## [YOUR GOAL]
Copy each line of the data that has "only" in it.

Stored data entries
○ ○ ○

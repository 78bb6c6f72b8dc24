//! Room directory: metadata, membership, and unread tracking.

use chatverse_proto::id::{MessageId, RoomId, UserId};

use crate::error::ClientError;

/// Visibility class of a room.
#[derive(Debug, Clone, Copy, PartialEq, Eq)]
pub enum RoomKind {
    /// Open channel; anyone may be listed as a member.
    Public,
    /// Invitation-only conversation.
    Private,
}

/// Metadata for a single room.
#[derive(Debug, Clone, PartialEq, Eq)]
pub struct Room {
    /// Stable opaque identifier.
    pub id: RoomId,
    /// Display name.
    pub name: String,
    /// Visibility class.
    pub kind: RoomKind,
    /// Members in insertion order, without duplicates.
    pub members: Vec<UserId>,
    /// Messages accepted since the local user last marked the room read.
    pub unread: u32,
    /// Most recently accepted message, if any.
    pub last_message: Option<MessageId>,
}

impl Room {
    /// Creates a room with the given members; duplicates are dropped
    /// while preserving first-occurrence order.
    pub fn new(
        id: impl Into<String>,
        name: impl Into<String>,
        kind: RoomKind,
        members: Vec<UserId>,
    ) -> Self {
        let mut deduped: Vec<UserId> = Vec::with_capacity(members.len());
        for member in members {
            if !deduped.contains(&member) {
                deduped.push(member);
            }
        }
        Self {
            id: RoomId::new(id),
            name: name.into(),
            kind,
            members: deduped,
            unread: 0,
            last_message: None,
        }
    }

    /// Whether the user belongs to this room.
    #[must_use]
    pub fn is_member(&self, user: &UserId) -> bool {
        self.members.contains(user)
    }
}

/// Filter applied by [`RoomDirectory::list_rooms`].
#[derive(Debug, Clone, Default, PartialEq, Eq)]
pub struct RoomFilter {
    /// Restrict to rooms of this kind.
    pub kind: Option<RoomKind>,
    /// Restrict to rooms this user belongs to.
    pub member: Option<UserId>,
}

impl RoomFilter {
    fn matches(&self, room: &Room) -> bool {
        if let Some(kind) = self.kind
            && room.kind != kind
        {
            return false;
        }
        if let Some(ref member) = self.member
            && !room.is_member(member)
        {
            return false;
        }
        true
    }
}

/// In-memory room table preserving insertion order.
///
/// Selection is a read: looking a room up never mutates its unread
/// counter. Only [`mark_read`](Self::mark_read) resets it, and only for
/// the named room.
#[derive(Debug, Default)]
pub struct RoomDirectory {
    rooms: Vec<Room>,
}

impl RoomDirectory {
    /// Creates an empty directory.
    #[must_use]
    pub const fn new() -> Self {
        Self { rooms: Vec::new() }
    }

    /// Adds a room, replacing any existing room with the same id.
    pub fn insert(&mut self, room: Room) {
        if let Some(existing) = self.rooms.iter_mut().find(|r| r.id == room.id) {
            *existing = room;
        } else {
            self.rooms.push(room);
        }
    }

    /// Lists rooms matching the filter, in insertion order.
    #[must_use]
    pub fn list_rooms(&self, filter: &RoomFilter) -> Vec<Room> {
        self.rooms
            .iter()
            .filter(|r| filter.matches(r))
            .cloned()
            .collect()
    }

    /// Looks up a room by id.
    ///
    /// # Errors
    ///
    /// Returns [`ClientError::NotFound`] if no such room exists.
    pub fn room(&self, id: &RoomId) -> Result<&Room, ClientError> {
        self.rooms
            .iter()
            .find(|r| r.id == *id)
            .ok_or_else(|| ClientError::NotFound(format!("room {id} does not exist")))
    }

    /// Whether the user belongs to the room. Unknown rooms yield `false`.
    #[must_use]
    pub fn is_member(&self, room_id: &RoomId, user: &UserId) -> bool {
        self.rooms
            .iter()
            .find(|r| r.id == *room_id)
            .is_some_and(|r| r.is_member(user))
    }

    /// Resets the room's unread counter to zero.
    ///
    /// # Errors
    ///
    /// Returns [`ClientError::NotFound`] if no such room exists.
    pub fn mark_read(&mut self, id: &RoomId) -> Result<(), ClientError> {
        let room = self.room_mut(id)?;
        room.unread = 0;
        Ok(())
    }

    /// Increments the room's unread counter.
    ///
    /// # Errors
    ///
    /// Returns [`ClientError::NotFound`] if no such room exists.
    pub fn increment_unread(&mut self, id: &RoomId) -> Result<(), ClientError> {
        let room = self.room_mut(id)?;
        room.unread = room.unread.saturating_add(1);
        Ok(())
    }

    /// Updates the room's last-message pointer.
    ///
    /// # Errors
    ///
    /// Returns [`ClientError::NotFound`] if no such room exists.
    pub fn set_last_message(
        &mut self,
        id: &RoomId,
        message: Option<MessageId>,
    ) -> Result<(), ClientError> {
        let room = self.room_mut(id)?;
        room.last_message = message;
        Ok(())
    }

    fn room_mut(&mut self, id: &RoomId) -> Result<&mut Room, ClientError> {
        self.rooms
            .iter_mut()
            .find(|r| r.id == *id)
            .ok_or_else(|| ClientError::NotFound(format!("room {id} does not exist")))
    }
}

○ ○ ○

## [OUTPUT FOR THIS TASK]
    /// Invitation-only conversation.
/// counter. Only [`mark_read`](Self::mark_read) resets it, and only for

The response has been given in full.